Saved entries:
pub mod audio;
pub mod config;
pub mod controller;
pub mod credentials;
pub mod daemon;
pub mod model_cache;
pub mod models;
pub mod normalize;
pub mod pipeline;
pub mod retry;
pub mod server;
pub mod session;
pub mod signature;
pub mod socket;
pub mod staging;
pub mod transcribe;
pub mod upload;
pub mod vad;

use anyhow::Context;
use tracing_subscriber::{EnvFilter, fmt, prelude::*};

use crate::config::{BackendKind, Config};
use crate::daemon::DaemonPaths;
use crate::transcribe::Backend;

/// Application-specific environment variable for log filtering (overrides config).
const LOG_ENV_VAR: &str = "SCRIBE_LOG";

/// Entry point for the daemon process: configures logging and launches the daemon.
pub async fn run() -> anyhow::Result<()> {
    let config = Config::load().context("Failed to load configuration")?;

    let log_path = socket::log_path().context("Failed to determine log path")?;
    let log_dir = log_path
        .parent()
        .context("Log path has no parent directory")?;
    let log_filename = log_path.file_name().context("Log path has no file name")?;
    std::fs::create_dir_all(log_dir).context("Failed to create log directory")?;

    let file_appender = tracing_appender::rolling::never(log_dir, log_filename);
    let (non_blocking, _guard) = tracing_appender::non_blocking(file_appender);

    // SCRIBE_LOG env var overrides config file level
    let filter = EnvFilter::builder()
        .with_env_var(LOG_ENV_VAR)
        .with_default_directive(config.logging.level.as_directive().parse()?)
        .from_env()?;

    tracing_subscriber::registry()
        .with(fmt::layer().with_writer(non_blocking).with_ansi(false))
        .with(filter)
        .init();

    // Route whisper.cpp and GGML logs through tracing
    whisper_rs::install_logging_hooks();

    let api_key = match config.backend.kind {
        BackendKind::Remote => Some(credentials::load_api_key(&config.remote)?),
        BackendKind::Local => None,
    };
    let backend = Backend::from_config(&config, api_key)?;

    daemon::run_with(DaemonPaths::from_xdg()?, config, backend).await
}
//! `transcribe` and `watch` commands.

use std::path::{Path, PathBuf};
use std::time::Duration;

use anyhow::{Context, Result};
use scribe_common::client::{MAX_UPLOAD_MB, connect};
use scribe_proto::scribe_client::ScribeClient;
use scribe_proto::transcribe_event::Event;
use scribe_proto::{
    Completed, Failed, OpenSessionRequest, SessionRef, Skipped, TranscribeRequest, Trigger,
};
use tonic::transport::Channel;
use tracing::{debug, warn};

use crate::RunOptions;

const BYTES_PER_MB: u64 = 1024 * 1024;

/// Terminal event of one run.
#[derive(Debug)]
enum RunResult {
    Completed(Completed),
    Skipped(Skipped),
    Failed(Failed),
}

fn mime_type(path: &Path) -> &'static str {
    let extension = path
        .extension()
        .and_then(|ext| ext.to_str())
        .map(str::to_ascii_lowercase);
    match extension.as_deref() {
        Some("wav") => "audio/wav",
        Some("mp3") => "audio/mpeg",
        Some("m4a") => "audio/mp4",
        Some("aac") => "audio/aac",
        Some("ogg" | "oga" | "opus") => "audio/ogg",
        Some("flac") => "audio/flac",
        Some("webm") => "audio/webm",
        Some("mp4") => "video/mp4",
        _ => "application/octet-stream",
    }
}

/// Where to write the transcript: into `output` when it is a directory,
/// otherwise to `output` itself.
fn transcript_destination(output: &Path, file_name: &str) -> PathBuf {
    if output.is_dir() {
        output.join(file_name)
    } else {
        output.to_path_buf()
    }
}

/// Read `file`, refusing it before reading when it exceeds `limit_mb`.
async fn read_upload(file: &Path, limit_mb: u32) -> Result<Vec<u8>> {
    let size = tokio::fs::metadata(file)
        .await
        .with_context(|| format!("Failed to read {}", file.display()))?
        .len();
    if size > u64::from(limit_mb) * BYTES_PER_MB {
        anyhow::bail!(
            "File is too large: {:.1} MB. Limit: {limit_mb} MB.",
            size as f64 / BYTES_PER_MB as f64
        );
    }
    tokio::fs::read(file)
        .await
        .with_context(|| format!("Failed to read {}", file.display()))
}

async fn connect_running(socket: &Path) -> Result<ScribeClient<Channel>> {
    connect(socket)
        .await
        .context("Daemon is not running; start it with `scribectl start`")
}

async fn submit(
    client: &mut ScribeClient<Channel>,
    session_id: &str,
    file: &Path,
    options: &RunOptions,
    trigger: Trigger,
) -> Result<RunResult> {
    let limit_mb = options.max_mb.unwrap_or(MAX_UPLOAD_MB).min(MAX_UPLOAD_MB);
    let audio = read_upload(file, limit_mb).await?;
    let file_name = file
        .file_name()
        .map(|name| name.to_string_lossy().into_owned())
        .unwrap_or_default();

    let request = TranscribeRequest {
        session_id: session_id.to_string(),
        file_name,
        mime_type: mime_type(file).to_string(),
        audio,
        trigger: trigger.into(),
        options: Some(options.to_proto()),
    };

    let mut stream = client.transcribe(request).await?.into_inner();
    while let Some(update) = stream.message().await? {
        match update.event {
            Some(Event::Stage(stage)) => eprintln!("... {}", stage.message),
            Some(Event::Retry(retry)) => eprintln!(
                "Retry {}/{} in {:.1}s: {}",
                retry.attempt,
                retry.max_retries,
                Duration::from_millis(retry.wait_ms).as_secs_f32(),
                retry.reason
            ),
            Some(Event::Completed(done)) => return Ok(RunResult::Completed(done)),
            Some(Event::Skipped(skipped)) => return Ok(RunResult::Skipped(skipped)),
            Some(Event::Failed(failed)) => return Ok(RunResult::Failed(failed)),
            None => {}
        }
    }
    anyhow::bail!("Daemon closed the stream without a result")
}

async fn close(client: &mut ScribeClient<Channel>, session_id: &str) {
    let request = SessionRef {
        session_id: session_id.to_string(),
    };
    if let Err(e) = client.close_session(request).await {
        debug!(error = %e, "Failed to close session");
    }
}

pub async fn transcribe(
    socket: &Path,
    file: &Path,
    options: &RunOptions,
    output: Option<&Path>,
) -> Result<()> {
    let mut client = connect_running(socket).await?;
    let session = client
        .open_session(OpenSessionRequest {
            auto_run: Some(false),
        })
        .await?
        .into_inner();

    let result = submit(&mut client, &session.session_id, file, options, Trigger::Manual).await;
    let outcome = match result {
        Ok(RunResult::Completed(done)) => {
            if let Some(language) = &done.language {
                eprintln!("Language: {language}");
            }
            println!("{}", done.text);
            match output {
                Some(output) => save_transcript(&mut client, &session.session_id, output).await,
                None => Ok(()),
            }
        }
        Ok(RunResult::Failed(failed)) => Err(anyhow::anyhow!(failed.message)),
        Ok(RunResult::Skipped(skipped)) => {
            debug!(?skipped, "Manual run skipped");
            Ok(())
        }
        Err(e) => Err(e),
    };

    close(&mut client, &session.session_id).await;
    outcome
}

async fn save_transcript(
    client: &mut ScribeClient<Channel>,
    session_id: &str,
    output: &Path,
) -> Result<()> {
    let transcript = client
        .get_transcript(SessionRef {
            session_id: session_id.to_string(),
        })
        .await?
        .into_inner();
    let path = transcript_destination(output, &transcript.file_name);
    tokio::fs::write(&path, transcript.text)
        .await
        .with_context(|| format!("Failed to write {}", path.display()))?;
    eprintln!("Saved {}", path.display());
    Ok(())
}

pub async fn watch(
    socket: &Path,
    file: &Path,
    options: &RunOptions,
    interval: Duration,
) -> Result<()> {
    let mut client = connect_running(socket).await?;
    let session = client
        .open_session(OpenSessionRequest {
            auto_run: Some(true),
        })
        .await?
        .into_inner();
    eprintln!("Watching {} (Ctrl+C to stop)", file.display());

    let mut ticker = tokio::time::interval(interval);
    loop {
        tokio::select! {
            _ = tokio::signal::ctrl_c() => break,
            _ = ticker.tick() => {}
        }

        match submit(&mut client, &session.session_id, file, options, Trigger::Auto).await {
            Ok(RunResult::Completed(done)) => {
                println!("--- {}", file.display());
                println!("{}", done.text);
            }
            Ok(RunResult::Skipped(_)) => debug!("Unchanged, skipped"),
            Ok(RunResult::Failed(failed)) => eprintln!("{}", failed.message),
            Err(e) => warn!(error = %e, "Run failed"),
        }
    }

    close(&mut client, &session.session_id).await;
    Ok(())
}
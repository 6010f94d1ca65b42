//! Unix socket and PID file handling for the daemon.

use anyhow::{Context, Result};
use std::path::{Path, PathBuf};
use tokio::net::UnixListener;

/// Daemon socket path in the XDG state directory.
pub fn socket_path() -> Result<PathBuf> {
    scribe_common::dirs::socket_path()
}

/// Daemon PID file path in the XDG state directory.
pub fn pid_path() -> Result<PathBuf> {
    scribe_common::dirs::pid_path()
}

/// Daemon log file path in the XDG state directory.
pub fn log_path() -> Result<PathBuf> {
    scribe_common::dirs::log_path()
}

/// Bind the daemon socket, replacing a stale socket file left by a crash.
pub async fn create_listener(path: &Path) -> Result<UnixListener> {
    if path.exists() {
        if scribe_common::client::is_daemon_running(path).await {
            anyhow::bail!("Another daemon is already listening on {}", path.display());
        }
        std::fs::remove_file(path).context("Failed to remove stale socket")?;
    }
    if let Some(parent) = path.parent() {
        std::fs::create_dir_all(parent).context("Failed to create socket directory")?;
    }

    UnixListener::bind(path).context("Failed to bind Unix socket")
}

/// Write the current process id.
pub fn write_pid_file(path: &Path) -> Result<u32> {
    let pid = std::process::id();
    std::fs::write(path, pid.to_string()).context("Failed to write PID file")?;
    Ok(pid)
}

/// Remove a runtime file, ignoring errors.
pub fn cleanup(path: &Path) {
    let _ = std::fs::remove_file(path);
}
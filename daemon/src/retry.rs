//! Retry with exponential backoff for remote transcription calls.
//!
//! Failures are classified as rate limits, transient errors, or fatal errors.
//! Rate limits honour a server-provided hint when there is one. Every retry is
//! reported to the caller before the wait starts, so a client can show why the
//! request is taking long. Once the attempts run out the last error is
//! returned unchanged.

use std::fmt;
use std::future::Future;
use std::time::Duration;

use tracing::{debug, warn};

/// How a failure should be treated by [`call_with_retry`].
#[derive(Debug, Clone, Copy, PartialEq, Eq)]
pub enum FailureClass {
    /// Quota or throughput exceeded.
    RateLimited,
    /// Timeout or transient server-side error.
    Transient,
    /// Anything else. Never retried.
    Fatal,
}

impl FailureClass {
    pub fn is_retryable(&self) -> bool {
        !matches!(self, FailureClass::Fatal)
    }
}

impl fmt::Display for FailureClass {
    fn fmt(&self, f: &mut fmt::Formatter<'_>) -> fmt::Result {
        let text = match self {
            FailureClass::RateLimited => "rate limited",
            FailureClass::Transient => "transient failure",
            FailureClass::Fatal => "fatal failure",
        };
        f.write_str(text)
    }
}

/// Errors that know how they should be retried.
pub trait Retryable {
    fn class(&self) -> FailureClass;

    /// Server-provided wait before the next attempt, if any.
    fn retry_hint(&self) -> Option<Duration> {
        None
    }
}

/// Retry limits and backoff parameters.
#[derive(Debug, Clone, PartialEq, Eq)]
pub struct RetryPolicy {
    /// Total number of attempts, including the first.
    pub max_retries: u32,
    pub base: Duration,
    pub rate_limit_ceiling: Duration,
    pub transient_ceiling: Duration,
}

impl Default for RetryPolicy {
    fn default() -> Self {
        Self {
            max_retries: 5,
            base: Duration::from_secs(2),
            rate_limit_ceiling: Duration::from_secs(60),
            transient_ceiling: Duration::from_secs(30),
        }
    }
}

/// A retry that is about to happen.
#[derive(Debug, Clone, PartialEq, Eq)]
pub struct RetryNotice {
    /// The attempt that just failed, starting at 1.
    pub attempt: u32,
    pub max_retries: u32,
    pub wait: Duration,
    pub class: FailureClass,
    pub reason: String,
}

impl fmt::Display for RetryNotice {
    fn fmt(&self, f: &mut fmt::Formatter<'_>) -> fmt::Result {
        write!(
            f,
            "{} (attempt {}/{}), retrying in {:.1}s: {}",
            self.class,
            self.attempt,
            self.max_retries,
            self.wait.as_secs_f64(),
            self.reason
        )
    }
}

/// Wait before the attempt following `attempt` (1-based).
pub fn backoff_delay(
    policy: &RetryPolicy,
    class: FailureClass,
    attempt: u32,
    hint: Option<Duration>,
) -> Duration {
    let exponential = || {
        let exp = attempt.saturating_sub(1).min(31);
        policy.base.saturating_mul(1u32 << exp)
    };
    match class {
        FailureClass::RateLimited => hint
            .unwrap_or_else(exponential)
            .min(policy.rate_limit_ceiling),
        FailureClass::Transient => exponential().min(policy.transient_ceiling),
        FailureClass::Fatal => Duration::ZERO,
    }
}

/// Run `operation` until it succeeds, fails fatally, or runs out of attempts.
///
/// `on_retry` is called once per scheduled retry, before sleeping.
pub async fn call_with_retry<T, E, F, Fut>(
    policy: &RetryPolicy,
    mut operation: F,
    mut on_retry: impl FnMut(&RetryNotice),
) -> Result<T, E>
where
    E: Retryable + fmt::Display,
    F: FnMut(u32) -> Fut,
    Fut: Future<Output = Result<T, E>>,
{
    let max_retries = policy.max_retries.max(1);
    let mut attempt = 1;

    loop {
        let error = match operation(attempt).await {
            Ok(value) => {
                if attempt > 1 {
                    debug!(attempt, "Remote call succeeded after retries");
                }
                return Ok(value);
            }
            Err(error) => error,
        };

        let class = error.class();
        if !class.is_retryable() {
            debug!(attempt, error = %error, "Fatal remote failure, not retrying");
            return Err(error);
        }
        if attempt >= max_retries {
            warn!(attempt, error = %error, "Retry ceiling reached");
            return Err(error);
        }

        let wait = backoff_delay(policy, class, attempt, error.retry_hint());
        let notice = RetryNotice {
            attempt,
            max_retries,
            wait,
            class,
            reason: error.to_string(),
        };
        warn!(
            attempt,
            max_retries,
            wait_ms = wait.as_millis() as u64,
            class = %class,
            error = %error,
            "Retrying remote call"
        );
        on_retry(&notice);

        tokio::time::sleep(wait).await;
        attempt += 1;
    }
}

#[cfg(test)]
#[path = "retry_test.rs"]
mod tests;
//! API key lookup for the remote backend.

use std::path::Path;

use anyhow::{Context, Result};
use tracing::debug;

use crate::config::RemoteConfig;

/// Resolve the API key from `api_key_file` or the configured environment
/// variable. A missing or empty key is an error.
pub fn load_api_key(config: &RemoteConfig) -> Result<String> {
    resolve_api_key(config, |name| std::env::var(name).ok())
}

/// Same as [`load_api_key`] with an injectable environment.
pub fn resolve_api_key(
    config: &RemoteConfig,
    env: impl Fn(&str) -> Option<String>,
) -> Result<String> {
    if let Some(path) = &config.api_key_file {
        let key = read_key_file(path)?;
        debug!(path = %path.display(), "Using API key from file");
        return Ok(key);
    }

    env(&config.api_key_env)
        .map(|key| key.trim().to_string())
        .filter(|key| !key.is_empty())
        .with_context(|| {
            format!(
                "No API key for the remote backend: set {} or remote.api_key_file",
                config.api_key_env
            )
        })
}

fn read_key_file(path: &Path) -> Result<String> {
    let content = std::fs::read_to_string(path)
        .with_context(|| format!("Failed to read API key file: {}", path.display()))?;
    let key = content.trim();
    if key.is_empty() {
        anyhow::bail!("API key file is empty: {}", path.display());
    }
    Ok(key.to_string())
}
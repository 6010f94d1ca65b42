//! Audio normalization through an external transcoder.
//!
//! Converts arbitrary input audio to 16 kHz mono 16-bit PCM WAV with ffmpeg.
//! A failed conversion is final for the run: the same command on the same
//! input will fail the same way.

use std::path::{Path, PathBuf};
use std::process::Stdio;

use thiserror::Error;
use tokio::process::Command;
use tracing::{debug, info};

use crate::audio::TARGET_SAMPLE_RATE;
use crate::staging::{StagedFile, Stager};

/// Maximum number of stderr bytes kept in error messages.
const STDERR_LIMIT: usize = 2048;

#[derive(Debug, Error)]
pub enum NormalizeError {
    #[error("audio transcoder `{program}` was not found; install ffmpeg or set normalize.ffmpeg")]
    NotFound { program: String },
    #[error("audio transcoder exited with {status}: {stderr}")]
    Failed { status: String, stderr: String },
    #[error("audio transcoder I/O error: {0}")]
    Io(#[source] anyhow::Error),
}

/// Runs ffmpeg to produce canonical WAV artifacts.
#[derive(Debug, Clone)]
pub struct Normalizer {
    program: PathBuf,
    stager: Stager,
}

impl Normalizer {
    pub fn new(program: impl Into<PathBuf>, stager: Stager) -> Self {
        Self {
            program: program.into(),
            stager,
        }
    }

    /// Convert `input` into a new staged WAV file owned by the caller.
    pub async fn normalize(&self, input: &Path) -> Result<StagedFile, NormalizeError> {
        let output = self
            .stager
            .reserve(".wav")
            .map_err(NormalizeError::Io)?;

        let args = ffmpeg_args(input, output.path());
        debug!(program = %self.program.display(), ?args, "Running audio transcoder");

        let result = Command::new(&self.program)
            .args(&args)
            .stdin(Stdio::null())
            .stdout(Stdio::null())
            .stderr(Stdio::piped())
            .kill_on_drop(true)
            .output()
            .await
            .map_err(|e| {
                if e.kind() == std::io::ErrorKind::NotFound {
                    NormalizeError::NotFound {
                        program: self.program.display().to_string(),
                    }
                } else {
                    NormalizeError::Io(anyhow::Error::new(e).context("Failed to run transcoder"))
                }
            })?;

        if !result.status.success() {
            return Err(NormalizeError::Failed {
                status: result.status.to_string(),
                stderr: truncate_stderr(&result.stderr),
            });
        }

        info!(
            input = %input.display(),
            output = %output.path().display(),
            "Audio normalized"
        );
        Ok(output)
    }
}

/// Arguments for a 16 kHz mono PCM conversion that overwrites `output`.
pub fn ffmpeg_args(input: &Path, output: &Path) -> Vec<String> {
    vec![
        "-nostdin".to_string(),
        "-hide_banner".to_string(),
        "-loglevel".to_string(),
        "error".to_string(),
        "-y".to_string(),
        "-i".to_string(),
        input.display().to_string(),
        "-ac".to_string(),
        "1".to_string(),
        "-ar".to_string(),
        TARGET_SAMPLE_RATE.to_string(),
        "-c:a".to_string(),
        "pcm_s16le".to_string(),
        output.display().to_string(),
    ]
}

fn truncate_stderr(stderr: &[u8]) -> String {
    let text = String::from_utf8_lossy(stderr);
    let text = text.trim();
    if text.len() <= STDERR_LIMIT {
        return text.to_string();
    }
    let mut end = STDERR_LIMIT;
    while !text.is_char_boundary(end) {
        end -= 1;
    }
    format!("{}...", &text[..end])
}

#[cfg(test)]
#[path = "normalize_test.rs"]
mod tests;
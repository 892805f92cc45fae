use solana_sdk::pubkey::Pubkey;
use std::str::FromStr;
use std::time::Duration;

use crate::errors::MonitorResult;
use crate::shutdown::ShutdownSignal;

/// Parse a base58 address; failures surface as `MonitorError::InvalidAddress`
pub fn parse_pubkey(address: &str) -> MonitorResult<Pubkey> {
    Ok(Pubkey::from_str(address)?)
}

/// Truncate a string to at most `max_chars` characters without splitting a char
pub fn safe_truncate(s: &str, max_chars: usize) -> &str {
    match s.char_indices().nth(max_chars) {
        Some((idx, _)) => &s[..idx],
        None => s,
    }
}

/// Current unix time in seconds
pub fn unix_now() -> i64 {
    chrono::Utc::now().timestamp()
}

/// Render a unix timestamp as local time for log lines
pub fn format_block_time(block_time: i64) -> String {
    chrono::DateTime::from_timestamp(block_time, 0)
        .map(|dt| {
            dt.with_timezone(&chrono::Local)
                .format("%Y-%m-%d %H:%M:%S")
                .to_string()
        })
        .unwrap_or_else(|| block_time.to_string())
}

/// Fixed two-decimal percentage formatting used by analytics
pub fn format_pct(value: f64) -> String {
    if value.is_finite() {
        format!("{:.2}", value)
    } else {
        "0.00".to_string()
    }
}

pub fn lamports_to_sol(lamports: u64) -> f64 {
    (lamports as f64) / (crate::constants::LAMPORTS_PER_SOL as f64)
}

/// Waits for either shutdown signal or delay. Returns true if shutdown was triggered.
pub async fn check_shutdown_or_delay(shutdown: &ShutdownSignal, duration: Duration) -> bool {
    tokio::select! {
        _ = tokio::time::sleep(duration) => shutdown.is_triggered(),
        _ = shutdown.wait() => true,
    }
}

#[cfg(test)]
mod tests {
    use super::*;
    use crate::errors::MonitorError;

    #[test]
    fn test_parse_pubkey() {
        assert!(parse_pubkey(crate::constants::SOL_MINT).is_ok());
        assert!(matches!(
            parse_pubkey("not-a-valid-bonk"),
            Err(MonitorError::InvalidAddress(_))
        ));
    }

    #[test]
    fn test_safe_truncate_respects_char_boundaries() {
        assert_eq!(safe_truncate("ABCDEFGHbonk", 8), "ABCDEFGH");
        assert_eq!(safe_truncate("短い文字列", 2), "短い");
        assert_eq!(safe_truncate("abc", 8), "abc");
    }

    #[test]
    fn test_format_pct() {
        assert_eq!(format_pct(12.345), "12.35");
        assert_eq!(format_pct(0.0), "0.00");
        assert_eq!(format_pct(f64::NAN), "0.00");
    }

    #[test]
    fn test_lamports_to_sol() {
        assert_eq!(lamports_to_sol(5_000), 0.000005);
        assert_eq!(lamports_to_sol(1_000_000_000), 1.0);
    }
}
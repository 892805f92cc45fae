/// Configuration schemas - all config structures defined once with defaults
///
/// Each struct is defined with the `config_struct!` macro, so every field has
/// its default right next to its declaration and any section may be omitted
/// from `config.toml`.
use crate::config_struct;
use crate::constants::*;

// ============================================================================
// RPC CONFIGURATION
// ============================================================================

config_struct! {
    /// RPC endpoint configuration
    pub struct RpcConfig {
        /// HTTP JSON-RPC endpoint (required)
        url: String = String::new(),
        /// WebSocket endpoint; derived from `url` when empty
        ws_url: String = String::new(),
        /// Per-request timeout
        request_timeout_secs: u64 = 15,
    }
}

impl RpcConfig {
    /// WebSocket endpoint, derived from the HTTP one when not configured
    pub fn ws_endpoint(&self) -> String {
        if !self.ws_url.trim().is_empty() {
            return self.ws_url.trim().to_string();
        }
        let url = self.url.trim();
        if let Some(rest) = url.strip_prefix("https://") {
            format!("wss://{}", rest)
        } else if let Some(rest) = url.strip_prefix("http://") {
            format!("ws://{}", rest)
        } else {
            url.to_string()
        }
    }
}

// ============================================================================
// MONITOR CONFIGURATION
// ============================================================================

config_struct! {
    /// Log stream monitoring and event processing
    pub struct MonitorConfig {
        /// Program whose logs are subscribed to
        program_id: String = LETSBONK_PROGRAM_ID.to_string(),
        /// An event passes the filter if any log line contains one of these
        creation_log_patterns: Vec<String> = DEFAULT_CREATION_LOG_PATTERNS
            .iter()
            .map(|p| p.to_string())
            .collect(),
        /// Required mint suffix (case-insensitive); empty disables the check
        mint_suffix: String = LETSBONK_MINT_SUFFIX.to_string(),
        freshness_window_secs: i64 = NEW_TOKEN_WINDOW_SECS,
        /// Settle delay before fetching a freshly notified transaction
        fetch_delay_ms: u64 = 100,
        max_processed_signatures: usize = 200_000,
        /// 0 = unbounded
        max_known_mints: usize = 0,
        shutdown_timeout_secs: u64 = 10,
        reconnect_delay_secs: u64 = 5,
        /// Number of tokens in the periodic summary log
        summary_size: usize = 5,
        /// Skip candidates whose token supply cannot be read
        require_token_supply: bool = true,
    }
}

// ============================================================================
// LAUNCHPAD CONFIGURATION
// ============================================================================

config_struct! {
    /// Launchpad verification and bonding-curve lookups
    pub struct LaunchpadConfig {
        program_id: String = RAYDIUM_LAUNCHPAD_PROGRAM_ID.to_string(),
        /// Quote mint of launchpad pools, excluded from candidates
        native_mint: String = SOL_MINT.to_string(),
    }
}

// ============================================================================
// RETRY CONFIGURATION
// ============================================================================

config_struct! {
    pub struct RetryConfig {
        max_attempts: u32 = DEFAULT_RETRY_ATTEMPTS,
        delay_ms: u64 = DEFAULT_RETRY_DELAY_MS,
    }
}

// ============================================================================
// METADATA CONFIGURATION
// ============================================================================

config_struct! {
    /// On-chain registry and off-chain URI resolution
    pub struct MetadataConfig {
        metadata_program_id: String = METADATA_PROGRAM_ID.to_string(),
        uri_timeout_secs: u64 = METADATA_URI_TIMEOUT_SECS,
        user_agent: String = METADATA_USER_AGENT.to_string(),
    }
}

// ============================================================================
// ANALYTICS CONFIGURATION
// ============================================================================

config_struct! {
    /// Holder concentration heuristics
    pub struct AnalyticsConfig {
        enabled: bool = true,
        /// Holders below this share of supply count as snipers
        small_holder_threshold_pct: f64 = 1.0,
        /// Holders above this share of supply count as dev/bundlers
        large_holder_threshold_pct: f64 = 5.0,
    }
}

// ============================================================================
// ROOT CONFIGURATION
// ============================================================================

config_struct! {
    /// Root configuration loaded from `data/config.toml`
    pub struct Config {
        rpc: RpcConfig = RpcConfig::default(),
        monitor: MonitorConfig = MonitorConfig::default(),
        launchpad: LaunchpadConfig = LaunchpadConfig::default(),
        retry: RetryConfig = RetryConfig::default(),
        metadata: MetadataConfig = MetadataConfig::default(),
        analytics: AnalyticsConfig = AnalyticsConfig::default(),
    }
}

WORK ITEM:
What is needed is the number of lines in the data that contain "caller", given with nothing else.

YOUR RESPONSE:
2